> [Source data]

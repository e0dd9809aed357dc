// SPDX-License-Identifier: AGPL-3.0-or-later
//! sbdeploy: deploy sing-box inbounds behind Caddy and print their share links

use std::io::{BufRead, IsTerminal, Write};
use std::path::{Path, PathBuf};

use anyhow::Context;
use clap::{Args, Parser, Subcommand};
use tracing::{debug, info};
use tracing_subscriber::EnvFilter;

use singbox_deploy::{
    artifacts::COMMON_CONFIG_NAME,
    catalog,
    config::{LoggingConfig, DEFAULT_CONFIG_FILE},
    selection,
    share::qr_code_url,
    Config, DeployError, Deployer, State, TemplateSet,
};

/// sbdeploy: sing-box inbound deployment
///
/// Renders sing-box inbounds and a Caddy reverse-proxy site for a domain,
/// provisions the TLS key pair, and records share links.
#[derive(Parser, Debug)]
#[command(name = "sbdeploy")]
#[command(author, version, about, long_about = None)]
struct Cli {
    /// Configuration file path
    #[arg(short, long, default_value = DEFAULT_CONFIG_FILE)]
    config: PathBuf,

    /// State file path (overrides the configured one)
    #[arg(long, global = true)]
    state: Option<PathBuf>,

    /// Enable verbose logging
    #[arg(short, long, global = true)]
    verbose: bool,

    /// Enable debug logging
    #[arg(long, global = true)]
    debug: bool,

    #[command(subcommand)]
    command: Commands,
}

#[derive(Subcommand, Debug)]
enum Commands {
    /// Render and install configs for a domain
    Deploy(DeployArgs),

    /// Show deployed inbounds
    #[command(alias = "ls")]
    List,

    /// Print share links and QR-code URLs
    Url {
        /// Filter by tag substring
        #[arg(long)]
        tag: Option<String>,

        /// Filter by inbound key (e.g. vless-ws-tls)
        #[arg(long = "type")]
        kind: Option<String>,
    },

    /// List supported inbound keys
    Keys,

    /// Show configuration
    Config,

    /// Initialize a new configuration file
    Init {
        /// Force overwrite existing configuration
        #[arg(short, long)]
        force: bool,
    },

    /// Show version information
    Version,
}

#[derive(Args, Debug)]
struct DeployArgs {
    /// Domain served by Caddy
    domain: String,

    /// Contact email (defaults to info@<domain>)
    #[arg(long)]
    email: Option<String>,

    /// Inbound keys to enable (repeatable or comma separated)
    #[arg(long = "type", value_delimiter = ',')]
    types: Vec<String>,

    /// sing-box root directory
    #[arg(long)]
    root: Option<PathBuf>,

    /// Caddyfile output path
    #[arg(long)]
    caddy: Option<PathBuf>,

    /// Directory for subscription files
    #[arg(long)]
    subscriptions: Option<PathBuf>,

    /// sing-box binary used to generate the TLS key pair
    #[arg(long)]
    sing_box_bin: Option<PathBuf>,
}

#[tokio::main(flavor = "current_thread")]
async fn main() -> anyhow::Result<()> {
    let cli = Cli::parse();

    // init and version must work even when the config file is broken
    let config = match cli.command {
        Commands::Init { .. } | Commands::Version => None,
        _ => load_config(&cli.config)?,
    };

    init_logging(&cli, config.as_ref().map(|c| &c.logging));

    match cli.command {
        Commands::Version => {
            println!("sbdeploy v{}", env!("CARGO_PKG_VERSION"));
            println!("sing-box inbound deployment behind Caddy");
            Ok(())
        }

        Commands::Init { force } => init_config(&cli.config, force),

        Commands::Config => show_config(&cli.config, config),

        Commands::Keys => {
            for key in catalog::supported_keys() {
                println!("{key}");
            }
            Ok(())
        }

        Commands::List => {
            let state = load_state(&state_path(&cli, config.as_ref()))?;
            list_inbounds(&state);
            Ok(())
        }

        Commands::Url { ref tag, ref kind } => {
            let state = load_state(&state_path(&cli, config.as_ref()))?;
            print_urls(&state, tag.as_deref(), kind.as_deref());
            Ok(())
        }

        Commands::Deploy(ref args) => deploy(&cli, config.unwrap_or_default(), args).await,
    }
}

/// Load the config file if present
fn load_config(path: &Path) -> anyhow::Result<Option<Config>> {
    if !path.exists() {
        return Ok(None);
    }
    let config = Config::from_file(path)
        .with_context(|| format!("Failed to load config from {}", path.display()))?;
    Ok(Some(config))
}

fn init_logging(cli: &Cli, logging: Option<&LoggingConfig>) {
    let filter = if cli.debug {
        EnvFilter::new("debug")
    } else if cli.verbose {
        EnvFilter::new("info")
    } else {
        let level = logging.map_or("warn", |l| l.level.as_str());
        EnvFilter::try_new(level).unwrap_or_else(|_| EnvFilter::new("warn"))
    };

    let json = logging.is_some_and(|l| l.format == "json");
    let builder = tracing_subscriber::fmt()
        .with_env_filter(filter)
        .with_target(cli.debug)
        .with_writer(std::io::stderr);

    if json {
        builder.json().init();
    } else {
        builder.init();
    }
}

fn state_path(cli: &Cli, config: Option<&Config>) -> PathBuf {
    match (&cli.state, config) {
        (Some(path), _) => path.clone(),
        (None, Some(config)) => config.state_path(),
        (None, None) => Config::default().state_path(),
    }
}

fn load_state(path: &Path) -> anyhow::Result<State> {
    State::load(path).map_err(|e| match e {
        DeployError::StateNotFound { .. } => anyhow::anyhow!("state file not found, run deploy first"),
        other => anyhow::Error::new(other),
    })
}

/// Initialize a new configuration file
fn init_config(config_path: &Path, force: bool) -> anyhow::Result<()> {
    if config_path.exists() && !force {
        anyhow::bail!(
            "Configuration file already exists: {}. Use --force to overwrite.",
            config_path.display()
        );
    }

    let default_config = r#"# SPDX-License-Identifier: AGPL-3.0-or-later
# sbdeploy configuration

root_dir = "/etc/sing-box"
caddy_file = "/etc/caddy/Caddyfile"
# subscription_dir = "/etc/sing-box/subscriptions"
# state_file = "/etc/sing-box/deploy-state.json"

[tls]
sing_box_bin = "sing-box"
key_bits = 1024
generate_timeout_secs = 60
# key_path = "/etc/sing-box/tls.key"
# cert_path = "/etc/sing-box/tls.cer"

[logging]
level = "info"
format = "text"
"#;

    std::fs::write(config_path, default_config)
        .with_context(|| format!("Failed to write {}", config_path.display()))?;
    info!("Created configuration file: {}", config_path.display());
    println!("Created configuration file: {}", config_path.display());
    Ok(())
}

/// Show the effective configuration
fn show_config(config_path: &Path, config: Option<Config>) -> anyhow::Result<()> {
    let config = match config {
        Some(config) => config,
        None => {
            println!("No configuration file found at {}. Using defaults:", config_path.display());
            println!();
            Config::default()
        }
    };

    println!("{}", toml::to_string_pretty(&config)?);
    Ok(())
}

/// Ask which inbounds to deploy
fn prompt_selection() -> anyhow::Result<Vec<String>> {
    let supported = catalog::supported_keys();

    let mut stdout = std::io::stdout().lock();
    writeln!(stdout, "Available inbound templates:")?;
    write!(stdout, "{}", selection::menu(&supported))?;
    write!(stdout, "Select inbounds to deploy (comma separated, default all): ")?;
    stdout.flush()?;

    let mut line = String::new();
    std::io::stdin().lock().read_line(&mut line)?;
    Ok(selection::parse_selection(&line, &supported)?)
}

async fn deploy(cli: &Cli, mut config: Config, args: &DeployArgs) -> anyhow::Result<()> {
    if let Some(root) = &args.root {
        config.root_dir = root.clone();
    }
    if let Some(caddy) = &args.caddy {
        config.caddy_file = caddy.clone();
    }
    if let Some(dir) = &args.subscriptions {
        config.subscription_dir = Some(dir.clone());
    }
    if let Some(bin) = &args.sing_box_bin {
        config.tls.sing_box_bin = bin.clone();
    }
    if let Some(state) = &cli.state {
        config.state_file = Some(state.clone());
    }

    let keys = if !args.types.is_empty() {
        args.types.clone()
    } else if std::io::stdin().is_terminal() {
        prompt_selection()?
    } else {
        debug!("stdin is not a terminal, deploying every inbound");
        Vec::new()
    };

    let options = config.deployment_options(args.domain.clone(), args.email.clone(), keys);
    let deployer = Deployer::new(TemplateSet::embedded()?)?;
    let state = deployer
        .run(&options)
        .await
        .with_context(|| format!("Deployment for {} failed", args.domain.trim()))?;

    println!("Deployed {} inbounds for {}", state.inbounds.len(), state.domain);
    println!("sing-box config: {}", state.root_dir.join(COMMON_CONFIG_NAME).display());
    println!("Caddyfile: {}", state.caddy_file.display());
    println!("Subscriptions: {}", state.subscription_file.display());
    println!("State: {}", options.state_file.display());
    println!("Share links:");
    for inbound in &state.inbounds {
        println!("- {} -> {}", inbound.tag, inbound.share_url);
    }

    Ok(())
}

fn list_inbounds(state: &State) {
    println!("Domain: {}", state.domain);
    println!("Subscription file: {}", state.subscription_file.display());
    println!("Inbounds:");
    for inbound in state.sorted_by_tag() {
        println!(
            "- {} [{}/{}] port:{} path:{}",
            inbound.tag, inbound.protocol, inbound.transport, inbound.listen_port, inbound.path
        );
    }
}

fn print_urls(state: &State, tag: Option<&str>, kind: Option<&str>) {
    let matches = state.filter(tag, kind);
    if matches.is_empty() {
        println!("no matching inbounds");
        return;
    }

    for inbound in matches {
        println!("{} -> {}", inbound.tag, inbound.share_url);
        println!("QR: {}", qr_code_url(&inbound.share_url));
        println!();
    }
}
// SPDX-License-Identifier: AGPL-3.0-or-later
//! TLS key pair provisioning
//!
//! The key pair is generated by `sing-box generate tls-keypair` the first
//! time a deployment needs it and reused afterwards.

use std::fs;
use std::path::{Path, PathBuf};
use std::process::Stdio;
use std::sync::Arc;
use std::time::Duration;

use async_trait::async_trait;
use tokio::process::Command;
use tokio::time::timeout;
use tracing::{debug, info};

use crate::artifacts::{ensure_dir, write_file, DIR_MODE};
use crate::error::{DeployError, Result};

const KEY_MODE: u32 = 0o600;
const CERT_MODE: u32 = 0o644;

/// Source of a freshly generated PEM key pair
#[async_trait]
pub trait KeyPairGenerator: Send + Sync {
    /// Produce the raw tool output containing both PEM blocks
    async fn generate(&self, domain: &str, key_bits: u32) -> Result<String>;
}

/// Runs `<binary> generate tls-keypair <domain> -m <bits>`
#[derive(Debug, Clone)]
pub struct SingBoxKeyPairGenerator {
    binary: PathBuf,
    timeout: Duration,
}

impl SingBoxKeyPairGenerator {
    pub fn new(binary: impl Into<PathBuf>, timeout: Duration) -> Self {
        Self {
            binary: binary.into(),
            timeout,
        }
    }
}

#[async_trait]
impl KeyPairGenerator for SingBoxKeyPairGenerator {
    async fn generate(&self, domain: &str, key_bits: u32) -> Result<String> {
        let bits = key_bits.to_string();
        let args = ["generate", "tls-keypair", domain, "-m", bits.as_str()];
        let command_line = format!("{} {}", self.binary.display(), args.join(" "));
        info!(command = %command_line, "Generating TLS key pair");

        let mut command = Command::new(&self.binary);
        command
            .args(args)
            .stdin(Stdio::null())
            .stdout(Stdio::piped())
            .stderr(Stdio::piped())
            .kill_on_drop(true);

        let child = command.spawn().map_err(|e| DeployError::ExternalProcess {
            command: command_line.clone(),
            message: format!("failed to spawn: {e}"),
        })?;

        match timeout(self.timeout, child.wait_with_output()).await {
            Ok(Ok(output)) => {
                let stdout = String::from_utf8_lossy(&output.stdout);
                let stderr = String::from_utf8_lossy(&output.stderr);

                if output.status.success() {
                    Ok(format!("{stdout}{stderr}"))
                } else {
                    Err(DeployError::ExternalProcess {
                        command: command_line,
                        message: format!("exited with {}: {}", output.status, stderr.trim()),
                    })
                }
            }
            Ok(Err(e)) => Err(DeployError::ExternalProcess {
                command: command_line,
                message: format!("failed to collect output: {e}"),
            }),
            Err(_) => Err(DeployError::ExternalProcess {
                command: command_line,
                message: format!("timed out after {} seconds", self.timeout.as_secs()),
            }),
        }
    }
}

/// Outcome of [`TlsProvisioner::ensure_key_pair`]
#[derive(Debug, Clone, Copy, PartialEq, Eq)]
pub enum KeyPairStatus {
    /// Both files were already present
    Existing,
    /// The generator ran and both files were written
    Generated,
}

/// Where the key pair lives and how to make one
#[derive(Debug, Clone)]
pub struct KeyPairRequest<'a> {
    pub domain: &'a str,
    pub key_path: &'a Path,
    pub cert_path: &'a Path,
    pub key_bits: u32,
}

/// Ensures a key pair exists on disk
pub struct TlsProvisioner {
    generator: Arc<dyn KeyPairGenerator>,
}

impl TlsProvisioner {
    pub fn new(generator: Arc<dyn KeyPairGenerator>) -> Self {
        Self { generator }
    }

    /// Generate and write the key pair unless both files already exist
    pub async fn ensure_key_pair(&self, request: &KeyPairRequest<'_>) -> Result<KeyPairStatus> {
        if key_pair_present(request.key_path, request.cert_path) {
            debug!(
                key = %request.key_path.display(),
                cert = %request.cert_path.display(),
                "TLS key pair already present"
            );
            return Ok(KeyPairStatus::Existing);
        }

        let output = self.generator.generate(request.domain, request.key_bits).await?;
        let key_pem = extract_pem(&output, "PRIVATE KEY")?;
        let cert_pem = extract_pem(&output, "CERTIFICATE")?;

        for path in [request.key_path, request.cert_path] {
            if let Some(parent) = path.parent() {
                ensure_dir(parent, DIR_MODE)?;
            }
        }
        write_file(request.key_path, key_pem.as_bytes(), KEY_MODE)?;
        write_file(request.cert_path, cert_pem.as_bytes(), CERT_MODE)?;

        info!(
            domain = %request.domain,
            key = %request.key_path.display(),
            cert = %request.cert_path.display(),
            "TLS key pair written"
        );
        Ok(KeyPairStatus::Generated)
    }
}

/// Cut the first `label` PEM block out of `raw`, delimiters included
pub fn extract_pem(raw: &str, label: &str) -> Result<String> {
    let begin = format!("-----BEGIN {label}-----");
    let end = format!("-----END {label}-----");

    let start = raw
        .find(&begin)
        .ok_or_else(|| DeployError::Extraction { delimiter: begin.clone() })?;
    let finish = raw[start..]
        .find(&end)
        .ok_or_else(|| DeployError::Extraction { delimiter: end.clone() })?;

    let block = &raw[start..start + finish + end.len()];
    Ok(format!("{}\n", block.trim()))
}

fn key_pair_present(key_path: &Path, cert_path: &Path) -> bool {
    fs::metadata(key_path).is_ok() && fs::metadata(cert_path).is_ok()
}
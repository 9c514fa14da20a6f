//! In-memory nanopub store.

use std::sync::atomic::{AtomicU64, Ordering};

use dashmap::DashMap;
use tracing::debug;

use npmesh_core::error::Result;
use npmesh_core::traits::LocalStore;
use npmesh_core::types::{ContentAddress, Nanopub};

/// In-memory store keyed by artifact code.
///
/// All operations are thread-safe and can be called concurrently.
#[derive(Debug, Default)]
pub struct MemoryStore {
    nanopubs: DashMap<String, Nanopub>,
    hits: AtomicU64,
    misses: AtomicU64,
}

impl MemoryStore {
    /// Creates an empty store.
    pub fn new() -> Self {
        Self::default()
    }

    /// Imports nanopubs, returning how many were new.
    pub fn import(&self, nanopubs: impl IntoIterator<Item = Nanopub>) -> usize {
        let mut imported = 0;
        for np in nanopubs {
            let code = np.address().artifact_code().to_string();
            if self.nanopubs.insert(code, np).is_none() {
                imported += 1;
            }
        }
        debug!(imported, "Imported nanopubs into memory store");
        imported
    }

    /// Returns the number of stored nanopubs.
    pub fn len(&self) -> usize {
        self.nanopubs.len()
    }

    /// Returns true if the store is empty.
    pub fn is_empty(&self) -> bool {
        self.nanopubs.is_empty()
    }

    /// Removes all nanopubs.
    pub fn clear(&self) {
        self.nanopubs.clear();
    }

    /// Lookup counters as (hits, misses).
    pub fn lookup_stats(&self) -> (u64, u64) {
        (self.hits.load(Ordering::Relaxed), self.misses.load(Ordering::Relaxed))
    }
}

impl LocalStore for MemoryStore {
    fn get(&self, address: &ContentAddress) -> Result<Option<Nanopub>> {
        let found = self
            .nanopubs
            .get(address.artifact_code())
            .map(|entry| entry.value().clone());
        let counter = if found.is_some() { &self.hits } else { &self.misses };
        counter.fetch_add(1, Ordering::Relaxed);
        Ok(found)
    }

    fn put(&self, nanopub: &Nanopub) -> Result<()> {
        self.nanopubs
            .insert(nanopub.address().artifact_code().to_string(), nanopub.clone());
        Ok(())
    }

    fn contains(&self, address: &ContentAddress) -> bool {
        self.nanopubs.contains_key(address.artifact_code())
    }
}

#[cfg(test)]
mod tests {
    use super::*;
    use crate::test_utils::nanopub;

    #[test]
    fn test_put_get() {
        let store = MemoryStore::new();
        let np = nanopub(1);
        store.put(&np).unwrap();

        let found = store.get(np.address()).unwrap().unwrap();
        assert_eq!(found.uri(), np.uri());
        assert!(store.contains(np.address()));
        assert!(store.get(nanopub(2).address()).unwrap().is_none());
        assert_eq!(store.lookup_stats(), (1, 1));
    }

    #[test]
    fn test_import() {
        let store = MemoryStore::new();
        assert_eq!(store.import(vec![nanopub(1), nanopub(2), nanopub(1)]), 2);
        assert_eq!(store.len(), 2);
        store.clear();
        assert!(store.is_empty());
    }
}
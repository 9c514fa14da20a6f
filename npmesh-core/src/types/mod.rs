//! Domain types shared across npmesh crates.

mod address;
mod descriptor;
mod index;
mod nanopub;

pub use address::ContentAddress;
pub use descriptor::{version_value, RegistryDescriptor};
pub use index::IndexNode;
pub use nanopub::{Nanopub, Quad};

> [What you will do] Copy every line from the data that includes the string "matches".

> [Output for this task]
    let matches = state.filter(tag, kind);
    if matches.is_empty() {
    for inbound in matches {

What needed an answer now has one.